The Wanderer started at the touch, as though he would have drawn back. But she held him fast, and so far, at least, he was utterly subject to her. His brow contracted darkly, and his face grew paler.

“Read it there,” she cried. “Enter into my soul and read what love is, in his own great writing. Read how he steals suddenly into the sacred place, and makes it his, and tears down the old gods and sets up his dear image in their stead—read how he sighs, and speaks, and weeps, and loves—and forgives not, but will be revenged at the last. Are you indeed of stone, and have you a stone for a heart? Love can melt even stones, being set in man as the great central fire in the earth to burn the hardest things to streams of liquid flame! And see, again, how very soft and gentle he can be! See how I love you—see how sweet it is—how very lovely a thing it is to love as woman can. There—have you felt it now? Have you seen into the depths of my soul and into the hiding-places of my heart? Let it be so in your own, then, and let it be so for ever. You understand now. You know what it all is—how wild, how passionate, how gentle and how great! Take to yourself this love of mine—is it not all yours? Take it, and plant it with strong roots and seeds of undying life in your own sleeping breast, and let it grow, and grow, till it is even greater than it was in me, till it takes us both into itself, together, fast bound in its immortal bonds, to be two in one, in life and beyond life, for ever and ever and ever to the end of ends!”
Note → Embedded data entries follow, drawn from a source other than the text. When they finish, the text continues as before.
//! # Constants & Run Options
//!
//! Every tunable default lives here, next to [`ScanOptions`], the one struct
//! a caller fills in to describe a run. Controllers take their own small
//! config structs; `ScanOptions` knows how to produce each of them.

use std::fmt;
use std::str::FromStr;
use std::time::Duration;

use serde::{Deserialize, Serialize};

use crate::error::ScanError;
use crate::pagination::PaginationConfig;
use crate::sharding::ShardConfig;

pub use crate::model::KeyField as ShardField;

// ---------------------------------------------------------------------------
// Ledger layout
// ---------------------------------------------------------------------------

/// Program that owns every fungible token account.
pub const TOKEN_PROGRAM_ID: &str = "TokenkegQfeZyiNwAJbNbGKPFXCWuBvf9Ss623VQ5DA";

/// Size in bytes of a token account. Anything else under the token program
/// is a mint or a multisig and is filtered out server-side.
pub const TOKEN_ACCOUNT_DATA_SIZE: usize = 165;

/// The mint key sits at the very start of the account layout.
pub const MINT_OFFSET: usize = 0;

/// Decoded length of a ledger key.
pub const KEY_LENGTH: usize = 32;

/// Symbols a base-58 key can start with, in the order shards are scanned.
pub const BASE58_ALPHABET: &str = "123456789ABCDEFGHJKLMNPQRSTUVWXYZabcdefghijkmnopqrstuvwxyz";

/// Public endpoint used when nothing else is configured. Rate limits are
/// tight and `getProgramAccounts` on popular mints will be refused.
pub const DEFAULT_RPC_URL: &str = "https://api.mainnet-beta.solana.com";

/// Fast-index service. The credential travels as the `api-key` query
/// parameter.
pub const DEFAULT_FAST_INDEX_URL: &str = "https://mainnet.helius-rpc.com";

// ---------------------------------------------------------------------------
// Defaults
// ---------------------------------------------------------------------------

/// Records requested per page.
pub const DEFAULT_PAGE_SIZE: u32 = 1000;

/// Page budget for a single paginated run.
pub const DEFAULT_MAX_PAGES: u32 = 100;

/// Alphabet symbols scanned by a prefix-sharded run.
pub const DEFAULT_MAX_PREFIXES: usize = 10;

/// Minimum pause between two consecutive remote calls.
pub const DEFAULT_DELAY_MS: u64 = 100;

/// Accounts per bucket in a chunked scan.
pub const DEFAULT_CHUNK_SIZE: usize = 5000;

/// Rows requested from the ranking service.
pub const DEFAULT_TOP_N: usize = 20;

/// Retries for one failed page before the controller gives up.
pub const DEFAULT_MAX_RETRIES: u32 = 2;

/// `getMultipleAccounts` refuses more keys than this in one call.
pub const MAX_KEYS_PER_CALL: usize = 100;

/// Per-request HTTP timeout.
pub const DEFAULT_REQUEST_TIMEOUT: Duration = Duration::from_secs(60);

/// Quantity thresholds reported by the summary.
pub const DISTRIBUTION_THRESHOLDS: [f64; 5] = [1_000_000.0, 100_000.0, 10_000.0, 1_000.0, 100.0];

// ---------------------------------------------------------------------------
// Strategy selection
// ---------------------------------------------------------------------------

/// Retrieval strategies a run can be built from.
#[derive(Debug, Clone, Copy, PartialEq, Eq, Hash, Serialize, Deserialize)]
#[serde(rename_all = "lowercase")]
pub enum StrategyKind {
    /// The default chain: fast index (when credentialed), paged ledger
    /// listing, chunked scan, top-N.
    Auto,
    /// Cursor pagination over the fast-index service.
    Cursor,
    /// Paged `getProgramAccounts` on the ledger index.
    Paged,
    /// Prefix sharding over the base-58 alphabet.
    Sharded,
    /// Key listing cut into fixed-size buckets.
    Chunked,
    /// Largest-N ranking only.
    Top,
}

impl StrategyKind {
    pub fn as_str(&self) -> &'static str {
        match self {
            StrategyKind::Auto => "auto",
            StrategyKind::Cursor => "cursor",
            StrategyKind::Paged => "paged",
            StrategyKind::Sharded => "sharded",
            StrategyKind::Chunked => "chunked",
            StrategyKind::Top => "top",
        }
    }

    /// Parses `"auto"` or a comma-separated priority list such as
    /// `"paged,top"`.
    pub fn parse_list(s: &str) -> Result<Vec<Self>, ScanError> {
        let kinds = s
            .split(',')
            .map(str::trim)
            .filter(|part| !part.is_empty())
            .map(Self::from_str)
            .collect::<Result<Vec<_>, _>>()?;
        if kinds.is_empty() {
            return Err(ScanError::InvalidConfig("empty strategy list".into()));
        }
        Ok(kinds)
    }
}

impl FromStr for StrategyKind {
    type Err = ScanError;

    fn from_str(s: &str) -> Result<Self, Self::Err> {
        match s.to_ascii_lowercase().as_str() {
            "auto" => Ok(StrategyKind::Auto),
            "cursor" | "fast-index" => Ok(StrategyKind::Cursor),
            "paged" | "paginated" => Ok(StrategyKind::Paged),
            "sharded" | "prefix" => Ok(StrategyKind::Sharded),
            "chunked" | "manual" => Ok(StrategyKind::Chunked),
            "top" | "top-holders" => Ok(StrategyKind::Top),
            other => Err(ScanError::InvalidConfig(format!("unknown strategy '{}'", other))),
        }
    }
}

impl fmt::Display for StrategyKind {
    fn fmt(&self, f: &mut fmt::Formatter<'_>) -> fmt::Result {
        f.write_str(self.as_str())
    }
}

/// What the orchestrator does when a strategy succeeds with zero records.
#[derive(Debug, Clone, Copy, Default, PartialEq, Eq, Serialize, Deserialize)]
#[serde(rename_all = "kebab-case")]
pub enum EmptyResultPolicy {
    /// An empty success is a success. Stop there.
    #[default]
    Accept,
    /// Treat an empty success as inconclusive and keep going. If every
    /// strategy comes back empty, the last empty result is returned.
    TryNext,
}

impl FromStr for EmptyResultPolicy {
    type Err = ScanError;

    fn from_str(s: &str) -> Result<Self, Self::Err> {
        match s.to_ascii_lowercase().as_str() {
            "accept" => Ok(EmptyResultPolicy::Accept),
            "try-next" | "next" => Ok(EmptyResultPolicy::TryNext),
            other => Err(ScanError::InvalidConfig(format!(
                "unknown empty-result policy '{}'",
                other
            ))),
        }
    }
}

// ---------------------------------------------------------------------------
// ScanOptions
// ---------------------------------------------------------------------------

/// Everything a caller can tune about one enumeration run.
#[derive(Debug, Clone, PartialEq, Serialize, Deserialize)]
#[serde(rename_all = "camelCase", default)]
pub struct ScanOptions {
    /// Records per page request.
    pub page_size: u32,
    /// Page budget. `None` pages until the backend runs dry.
    pub max_pages: Option<u32>,
    /// How many alphabet symbols a sharded run covers.
    pub max_prefixes: usize,
    /// Pause between consecutive remote calls, in milliseconds.
    pub delay_ms: u64,
    /// Strategy priority list.
    pub strategy: Vec<StrategyKind>,
    /// Bucket size for chunked scans.
    pub chunk_size: usize,
    /// Truncates the key listing of a chunked scan.
    pub max_accounts: Option<usize>,
    /// Rows requested from the ranking service.
    pub top_n: usize,
    /// Retries per failed page.
    pub max_retries: u32,
    /// Key a sharded run partitions on.
    pub shard_field: ShardField,
    pub empty_policy: EmptyResultPolicy,
}

impl Default for ScanOptions {
    fn default() -> Self {
        Self {
            page_size: DEFAULT_PAGE_SIZE,
            max_pages: Some(DEFAULT_MAX_PAGES),
            max_prefixes: DEFAULT_MAX_PREFIXES,
            delay_ms: DEFAULT_DELAY_MS,
            strategy: vec![StrategyKind::Auto],
            chunk_size: DEFAULT_CHUNK_SIZE,
            max_accounts: None,
            top_n: DEFAULT_TOP_N,
            max_retries: DEFAULT_MAX_RETRIES,
            shard_field: ShardField::Owner,
            empty_policy: EmptyResultPolicy::Accept,
        }
    }
}

impl ScanOptions {
    /// Rejects options no strategy could run with.
    pub fn validate(&self) -> Result<(), ScanError> {
        let invalid = |msg: &str| Err(ScanError::InvalidConfig(msg.to_string()));

        if self.page_size == 0 {
            return invalid("pageSize must be at least 1");
        }
        if self.max_pages == Some(0) {
            return invalid("maxPages must be at least 1 when set");
        }
        let alphabet_len = BASE58_ALPHABET.chars().count();
        if self.max_prefixes == 0 || self.max_prefixes > alphabet_len {
            return Err(ScanError::InvalidConfig(format!(
                "maxPrefixes must be between 1 and {}",
                alphabet_len
            )));
        }
        if self.chunk_size == 0 {
            return invalid("chunkSize must be at least 1");
        }
        if self.max_accounts == Some(0) {
            return invalid("maxAccounts must be at least 1 when set");
        }
        if self.top_n == 0 {
            return invalid("topN must be at least 1");
        }
        if self.strategy.is_empty() {
            return invalid("strategy list is empty");
        }
        if self.strategy.len() > 1 && self.strategy.contains(&StrategyKind::Auto) {
            return invalid("'auto' cannot be combined with other strategies");
        }
        Ok(())
    }

    pub fn delay(&self) -> Duration {
        Duration::from_millis(self.delay_ms)
    }

    pub fn pagination_config(&self) -> PaginationConfig {
        PaginationConfig {
            page_size: self.page_size,
            max_pages: self.max_pages,
            delay: self.delay(),
            max_retries: self.max_retries,
        }
    }

    pub fn shard_config(&self) -> ShardConfig {
        ShardConfig {
            delay: self.delay(),
            max_shards: None,
        }
    }
}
She ceased and she saw that his face was no longer expressionless and cold. A strange light was upon his features, the passing radiance of a supreme happiness seen in the vision of a dream. Again she laid her hands upon his shoulder clasped together, as she had done at first. She knew that her words had touched him and she was confident of the result, confident as one who loves beyond reason. Already in imagination she fancied him returning to consciousness, not knowing that he had slept, but waking with a gentle word just trembling upon his lips, the words she longed to hear.

One moment more, she thought. It was good to see that light upon his face, to fancy how that first word would sound, to feel that the struggle was past and that there was nothing but happiness in the future, full, overflowing, overwhelming, reaching from earth to heaven and through time to eternity. One moment, only, before she let him wake—it was such glory to be loved at last! Still the light was there, still that exquisite smile was on his lips. And they would be always there now, she thought.

At last she spoke.

“Then love, since you are mine, and I am yours, wake from the dream to life itself—wake, not knowing that you have slept, knowing only that you love me now and always—wake, love wake!”

She waved her delicate hand before his eyes and still resting the other upon his shoulder, watched the returning brightness in the dark pupils that had been glazed and fixed a moment before. And as she looked, her own beauty grew radiant in the splendour of a joy even greater than she had dreamed of. As it had seemed to him when he had lost himself in her gaze, so now she also fancied that the grim, gray wilderness was full of a soft rosy light. The place of the dead was become the place of life; the great solitude was peopled as the whole world could never be for her; the crumbling gravestones were turned to polished pillars in the temple of an immortal love, and the ghostly, leafless trees blossomed with the undying flowers of the earthly paradise.

One moment only, and then all was gone. The change came, sure, swift and cruel. As she looked, it came, gradual, in that it passed through every degree, but sudden also, as the fall of a fair and mighty building, which being undermined in its foundations passes in one short minute through the change from perfect completeness to hopeless and utter ruin.

All the radiance, all the light, all the glory were gone in an instant. Her own supremely loving look had not vanished, her lips still parted sweetly, as forming the word that was to answer his, and the calm indifferent face of the waking man was already before her.

“What is it?” he asked, in his kind and passionless voice. “What were you going to ask me, Unorna?”